*** Opening DATA IN THIS EXERCISE ***

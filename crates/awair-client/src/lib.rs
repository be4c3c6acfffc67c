//! Awair Client - typed access to the Awair developer API
//!
//! This crate wraps the Awair cloud REST API for air-quality sensors.
//!
//! ## Features
//!
//! - **Devices & Account** - List devices, read the user profile and API usage
//! - **Air Data** - Latest, raw, 5-minute and 15-minute averaged samples
//! - **Device Settings** - Display, knocking and LED modes, location, name,
//!   preference, room and space type
//! - **Per-call Overrides** - Token, device and mock mode can be changed per call
//! - **Retries** - Read requests are retried on network and 5xx failures
//! - **Mock Mode** - Canned responses for development without network access
//!
//! ## Quick Start
//!
//! ```no_run
//! use awair_client::{AwairClient, AwairConfig, RequestOptions};
//!
//! #[tokio::main]
//! async fn main() -> Result<(), Box<dyn std::error::Error>> {
//!     let config = AwairConfig::default()
//!         .with_bearer_token("token")
//!         .with_device("awair-element", 1234);
//!
//!     let client = AwairClient::new(config)?;
//!
//!     if let Some(sample) = client.get_latest_air_data(None, &RequestOptions::new()).await? {
//!         println!("Score {} at {}", sample.score, sample.timestamp);
//!     }
//!
//!     // Another device, same client
//!     let other = RequestOptions::new().device("awair-omni", 42);
//!     println!("{}", client.get_device_timezone(&other).await?);
//!
//!     Ok(())
//! }
//! ```

pub mod client;
pub mod config;
pub mod error;
pub mod mock;
pub mod query;
pub mod resolve;
pub mod types;

// Re-exports for convenience
pub use client::{AirDataResolution, AwairClient, HttpClient, RetryPolicy};
pub use config::{AwairConfig, TransportConfig, DEFAULT_API_ENDPOINT};
pub use error::{AwairError, AwairResult, DeviceField, TransportError};
pub use query::AirDataQuery;
pub use resolve::{DeviceIdentity, RequestOptions, TransportOverrides};
pub use types::{
    AirData, ApiScope, ClockMode, Device, DevicePreference, DisplayBrightness, DisplayMode,
    DisplaySettings, IndexComponent, KnockingMode, LedBrightness, LedMode, LedSettings, Location,
    Permission, PowerStatus, RoomType, SensorComponent, SensorIndex, SensorReading, SpaceType,
    TemperatureUnit, Usage, User,
};

/// Crate version
pub const VERSION: &str = env!("CARGO_PKG_VERSION");
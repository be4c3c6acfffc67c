//! Per-call option resolution
//!
//! Every client operation accepts [`RequestOptions`] that shadow the
//! client's stored defaults for that call only. Each setting resolves in the
//! same order: explicit per-call value, then instance default, then absent.

use crate::error::{AwairError, AwairResult, DeviceField};
use reqwest::header::{HeaderMap, HeaderName, HeaderValue, AUTHORIZATION};
use std::collections::HashMap;
use std::time::Duration;

/// Per-call options
#[derive(Debug, Clone, Default, PartialEq, Eq)]
pub struct RequestOptions {
    /// Device type for this call
    pub device_type: Option<String>,

    /// Device id for this call
    pub device_id: Option<u64>,

    /// Bearer token for this call
    pub bearer_token: Option<String>,

    /// Mock mode for this call; `None` inherits the client setting
    pub mock_mode: Option<bool>,

    /// Transport settings for this call
    pub transport: TransportOverrides,
}

/// Per-call transport settings
#[derive(Debug, Clone, Default, PartialEq, Eq)]
pub struct TransportOverrides {
    /// Extra headers; `Authorization` is replaced when a token resolves
    pub headers: HashMap<String, String>,

    /// Request timeout for this call
    pub timeout: Option<Duration>,
}

impl RequestOptions {
    pub fn new() -> Self {
        Self::default()
    }

    /// Target a specific device
    pub fn device(mut self, device_type: impl Into<String>, device_id: u64) -> Self {
        self.device_type = Some(device_type.into());
        self.device_id = Some(device_id);
        self
    }

    pub fn device_type(mut self, device_type: impl Into<String>) -> Self {
        self.device_type = Some(device_type.into());
        self
    }

    pub fn device_id(mut self, device_id: u64) -> Self {
        self.device_id = Some(device_id);
        self
    }

    pub fn bearer_token(mut self, token: impl Into<String>) -> Self {
        self.bearer_token = Some(token.into());
        self
    }

    pub fn mock_mode(mut self, enabled: bool) -> Self {
        self.mock_mode = Some(enabled);
        self
    }

    pub fn header(mut self, name: impl Into<String>, value: impl Into<String>) -> Self {
        self.transport.headers.insert(name.into(), value.into());
        self
    }

    pub fn timeout(mut self, timeout: Duration) -> Self {
        self.transport.timeout = Some(timeout);
        self
    }
}

/// Fully resolved device address
#[derive(Debug, Clone, PartialEq, Eq)]
pub struct DeviceIdentity {
    pub device_type: String,
    pub device_id: u64,
}

/// Long-lived settings held by the client
#[derive(Debug, Clone, Copy, Default)]
pub(crate) struct Defaults<'a> {
    pub bearer_token: Option<&'a str>,
    pub device_type: Option<&'a str>,
    pub device_id: Option<u64>,
    pub mock_mode: bool,
}

/// Whether an operation addresses a single device
#[derive(Debug, Clone, Copy, PartialEq, Eq)]
pub(crate) enum Scope {
    Account,
    Device,
}

/// Settings a single call runs with
#[derive(Debug, Clone)]
pub(crate) struct EffectiveRequestConfig {
    pub headers: HeaderMap,
    pub device: Option<DeviceIdentity>,
    pub mock_mode: bool,
    pub timeout: Option<Duration>,
}

impl EffectiveRequestConfig {
    pub fn resolve(
        defaults: Defaults<'_>,
        options: &RequestOptions,
        scope: Scope,
    ) -> AwairResult<Self> {
        let token = resolve_bearer_token(defaults.bearer_token, options);
        let headers = resolve_headers(token, &options.transport.headers)?;

        let device = match scope {
            Scope::Device => Some(resolve_device(
                defaults.device_type,
                defaults.device_id,
                options,
            )?),
            Scope::Account => None,
        };

        Ok(Self {
            headers,
            device,
            mock_mode: resolve_mock_mode(defaults.mock_mode, options),
            timeout: options.transport.timeout,
        })
    }

    /// Device address of a device-scoped call
    pub fn device(&self) -> AwairResult<&DeviceIdentity> {
        self.device
            .as_ref()
            .ok_or(AwairError::MissingDeviceIdentity(DeviceField::Type))
    }
}

/// Per-call token if given, else the stored one. Empty tokens count as absent.
pub(crate) fn resolve_bearer_token<'a>(
    stored: Option<&'a str>,
    options: &'a RequestOptions,
) -> Option<&'a str> {
    options
        .bearer_token
        .as_deref()
        .filter(|t| !t.is_empty())
        .or_else(|| stored.filter(|t| !t.is_empty()))
}

/// Merge caller headers with the `Authorization` header for `token`
pub(crate) fn resolve_headers(
    token: Option<&str>,
    headers: &HashMap<String, String>,
) -> AwairResult<HeaderMap> {
    let mut map = HeaderMap::with_capacity(headers.len() + 1);

    for (name, value) in headers {
        let header_name = HeaderName::from_bytes(name.as_bytes())
            .map_err(|e| AwairError::InvalidHeaderShape(format!("{:?}: {}", name, e)))?;
        let header_value = HeaderValue::from_str(value)
            .map_err(|e| AwairError::InvalidHeaderShape(format!("{:?}: {}", name, e)))?;
        map.insert(header_name, header_value);
    }

    if let Some(token) = token {
        let mut value = HeaderValue::from_str(&format!("Bearer {}", token))
            .map_err(|e| AwairError::InvalidHeaderShape(format!("bearer token: {}", e)))?;
        value.set_sensitive(true);
        map.insert(AUTHORIZATION, value);
    }

    Ok(map)
}

/// Per-call device type/id if given, else the stored ones
///
/// An empty type or an id of 0 counts as absent.
pub(crate) fn resolve_device(
    stored_type: Option<&str>,
    stored_id: Option<u64>,
    options: &RequestOptions,
) -> AwairResult<DeviceIdentity> {
    let device_type = options
        .device_type
        .as_deref()
        .filter(|t| !t.is_empty())
        .or_else(|| stored_type.filter(|t| !t.is_empty()))
        .ok_or(AwairError::MissingDeviceIdentity(DeviceField::Type))?;

    let device_id = options
        .device_id
        .filter(|id| *id != 0)
        .or_else(|| stored_id.filter(|id| *id != 0))
        .ok_or(AwairError::MissingDeviceIdentity(DeviceField::Id))?;

    if device_type.contains(['/', '?', '#']) {
        return Err(AwairError::InvalidValue(format!(
            "device type {:?} cannot be used in a request path",
            device_type
        )));
    }

    Ok(DeviceIdentity {
        device_type: device_type.to_string(),
        device_id,
    })
}

/// Per-call mock flag if given, else the stored one
pub(crate) fn resolve_mock_mode(stored: bool, options: &RequestOptions) -> bool {
    options.mock_mode.unwrap_or(stored)
}

#[cfg(test)]
mod tests {
    use super::*;

    fn defaults() -> Defaults<'static> {
        Defaults {
            bearer_token: Some("stored"),
            device_type: Some("awair-element"),
            device_id: Some(1234),
            mock_mode: false,
        }
    }

    #[test]
    fn test_per_call_token_wins() {
        let options = RequestOptions::new().bearer_token("call");
        assert_eq!(resolve_bearer_token(Some("stored"), &options), Some("call"));
        assert_eq!(
            resolve_bearer_token(Some("stored"), &RequestOptions::new()),
            Some("stored")
        );
        assert_eq!(resolve_bearer_token(None, &RequestOptions::new()), None);
    }

    #[test]
    fn test_empty_token_is_absent() {
        let options = RequestOptions::new().bearer_token("");
        assert_eq!(resolve_bearer_token(Some("stored"), &options), Some("stored"));
        assert_eq!(resolve_bearer_token(Some(""), &RequestOptions::new()), None);
    }

    #[test]
    fn test_headers_merge_authorization() {
        let options = RequestOptions::new()
            .header("X-Trace", "abc")
            .header("Authorization", "Basic xyz");
        let headers = resolve_headers(Some("T"), &options.transport.headers).unwrap();

        assert_eq!(headers.get("x-trace").unwrap(), "abc");
        assert_eq!(headers.get(AUTHORIZATION).unwrap(), "Bearer T");
        assert_eq!(headers.len(), 2);
    }

    #[test]
    fn test_headers_without_token() {
        let options = RequestOptions::new().header("Authorization", "Basic xyz");
        let headers = resolve_headers(None, &options.transport.headers).unwrap();
        assert_eq!(headers.get(AUTHORIZATION).unwrap(), "Basic xyz");
    }

    #[test]
    fn test_invalid_header_shape() {
        let options = RequestOptions::new().header("bad header", "x");
        let err = resolve_headers(None, &options.transport.headers).unwrap_err();
        assert!(matches!(err, AwairError::InvalidHeaderShape(_)));

        let options = RequestOptions::new().header("X-Ok", "line\nbreak");
        let err = resolve_headers(None, &options.transport.headers).unwrap_err();
        assert!(matches!(err, AwairError::InvalidHeaderShape(_)));
    }

    #[test]
    fn test_device_precedence() {
        let device = resolve_device(Some("awair"), Some(1), &RequestOptions::new()).unwrap();
        assert_eq!(device.device_type, "awair");
        assert_eq!(device.device_id, 1);

        let options = RequestOptions::new().device_id(99);
        let device = resolve_device(Some("awair"), Some(1), &options).unwrap();
        assert_eq!(device.device_type, "awair");
        assert_eq!(device.device_id, 99);

        let options = RequestOptions::new().device("awair-omni", 7);
        let device = resolve_device(None, None, &options).unwrap();
        assert_eq!(
            device,
            DeviceIdentity {
                device_type: "awair-omni".to_string(),
                device_id: 7
            }
        );
    }

    #[test]
    fn test_missing_device_fields() {
        let err = resolve_device(None, Some(1), &RequestOptions::new()).unwrap_err();
        assert!(matches!(
            err,
            AwairError::MissingDeviceIdentity(DeviceField::Type)
        ));

        let err = resolve_device(Some("awair"), None, &RequestOptions::new()).unwrap_err();
        assert!(matches!(err, AwairError::MissingDeviceIdentity(DeviceField::Id)));

        let err = resolve_device(Some(""), Some(0), &RequestOptions::new()).unwrap_err();
        assert!(matches!(
            err,
            AwairError::MissingDeviceIdentity(DeviceField::Type)
        ));
    }

    #[test]
    fn test_device_type_must_be_one_segment() {
        for device_type in ["a/b", "awair?x=1", "awair#frag"] {
            let options = RequestOptions::new().device(device_type, 1);
            let err = resolve_device(None, None, &options).unwrap_err();
            assert!(matches!(err, AwairError::InvalidValue(_)));
        }
        assert!(resolve_device(Some("awair-element"), Some(1), &RequestOptions::new()).is_ok());
    }

    #[test]
    fn test_mock_mode_inherits() {
        assert!(!resolve_mock_mode(false, &RequestOptions::new()));
        assert!(resolve_mock_mode(true, &RequestOptions::new()));
        assert!(resolve_mock_mode(false, &RequestOptions::new().mock_mode(true)));
        assert!(!resolve_mock_mode(true, &RequestOptions::new().mock_mode(false)));
    }

    #[test]
    fn test_resolve_account_scope_skips_device() {
        let config = EffectiveRequestConfig::resolve(
            Defaults::default(),
            &RequestOptions::new(),
            Scope::Account,
        )
        .unwrap();
        assert!(config.device.is_none());
        assert!(config.headers.is_empty());
        assert!(!config.mock_mode);
    }

    #[test]
    fn test_resolve_device_scope() {
        let options = RequestOptions::new()
            .timeout(Duration::from_secs(2))
            .mock_mode(true);
        let config = EffectiveRequestConfig::resolve(defaults(), &options, Scope::Device).unwrap();

        assert_eq!(config.device().unwrap().device_id, 1234);
        assert_eq!(config.headers.get(AUTHORIZATION).unwrap(), "Bearer stored");
        assert_eq!(config.timeout, Some(Duration::from_secs(2)));
        assert!(config.mock_mode);
    }
}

*** Closing DATA IN THIS EXERCISE ***

TASK DESCRIPTION >> Taking the lines above one at a time, give the number of them that contain the string "enabled". Add nothing else.

SOLUTION TO THIS EXERCISE >> 2